_ACTIVITY_. Your answer should be every line with the word "LogParser", copied from the data below.
↓
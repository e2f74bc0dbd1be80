use std::path::PathBuf;
use std::sync::Arc;
use std::time::Instant;

use crate::app_state::AppState;
use eqlog_core::combat_log::{LogParser, read_log_file};
use eqlog_core::context::player_from_path;
use eqlog_core::summary::LogSummary;
use tokio::sync::RwLock;

const TOP_LIMIT: usize = 5;

pub async fn parse_file(path: &str, state: Arc<RwLock<AppState>>) -> Result<(), String> {
    let timer = Instant::now();
    let path = PathBuf::from(path);

    let parser = {
        let s = state.read().await;
        let mut config = s.config.clone();
        if let Some(player) = player_from_path(&path) {
            config.player_name = Some(player);
        }
        LogParser::new(config, s.identity.clone(), s.spells.clone())
    };

    // classification is CPU bound; keep it off the async workers
    let read_path = path.clone();
    let (events, end_pos, summary) = tokio::task::spawn_blocking(move || {
        let (events, end_pos) = read_log_file(&read_path, &parser).map_err(|e| e.to_string())?;
        let cross_line = parser.new_state();
        let mut summary = LogSummary::new();
        parser.dispatch(&events, &cross_line, &mut summary);
        parser.finalize(&cross_line, &mut summary);
        Ok::<_, String>((events, end_pos, summary))
    })
    .await
    .map_err(|e| e.to_string())??;

    println!(
        "parsed {} events from {} in {}ms",
        events.len(),
        path.display(),
        timer.elapsed().as_millis()
    );

    let mut s = state.write().await;
    s.active_file = Some(path);
    s.end_pos = Some(end_pos);
    s.events = events;
    s.report = Some(summary.report(TOP_LIMIT));
    Ok(())
}

pub async fn stats(state: Arc<RwLock<AppState>>) {
    let s = state.read().await;
    let Some(report) = &s.report else {
        println!("no file parsed");
        return;
    };

    if let Some(file) = &s.active_file {
        println!("file: {} ({} bytes)", file.display(), s.end_pos.unwrap_or(0));
    }
    println!(
        "total events: {} over {:.0}s",
        report.event_count, report.duration_seconds
    );
    for (kind, count) in &report.kinds {
        println!("  {kind:<14} {count}");
    }
    println!(
        "deaths: {}  fights ended: {}  currency: {}cp",
        report.deaths, report.slain_batches, report.currency_copper
    );
    println!("top damage:");
    for entry in &report.top_damage {
        println!("  {:<24} {}", entry.name, entry.total);
    }
    println!("top healing:");
    for entry in &report.top_healing {
        println!("  {:<24} {}", entry.name, entry.total);
    }
    println!(
        "verified players: {}  pets: {}",
        s.identity.player_count(),
        s.identity.pet_count()
    );
}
↑
_TASK ANSWER_.
use eqlog_core::combat_log::{LogParser, read_log_file};
        LogParser::new(config, s.identity.clone(), s.spells.clone())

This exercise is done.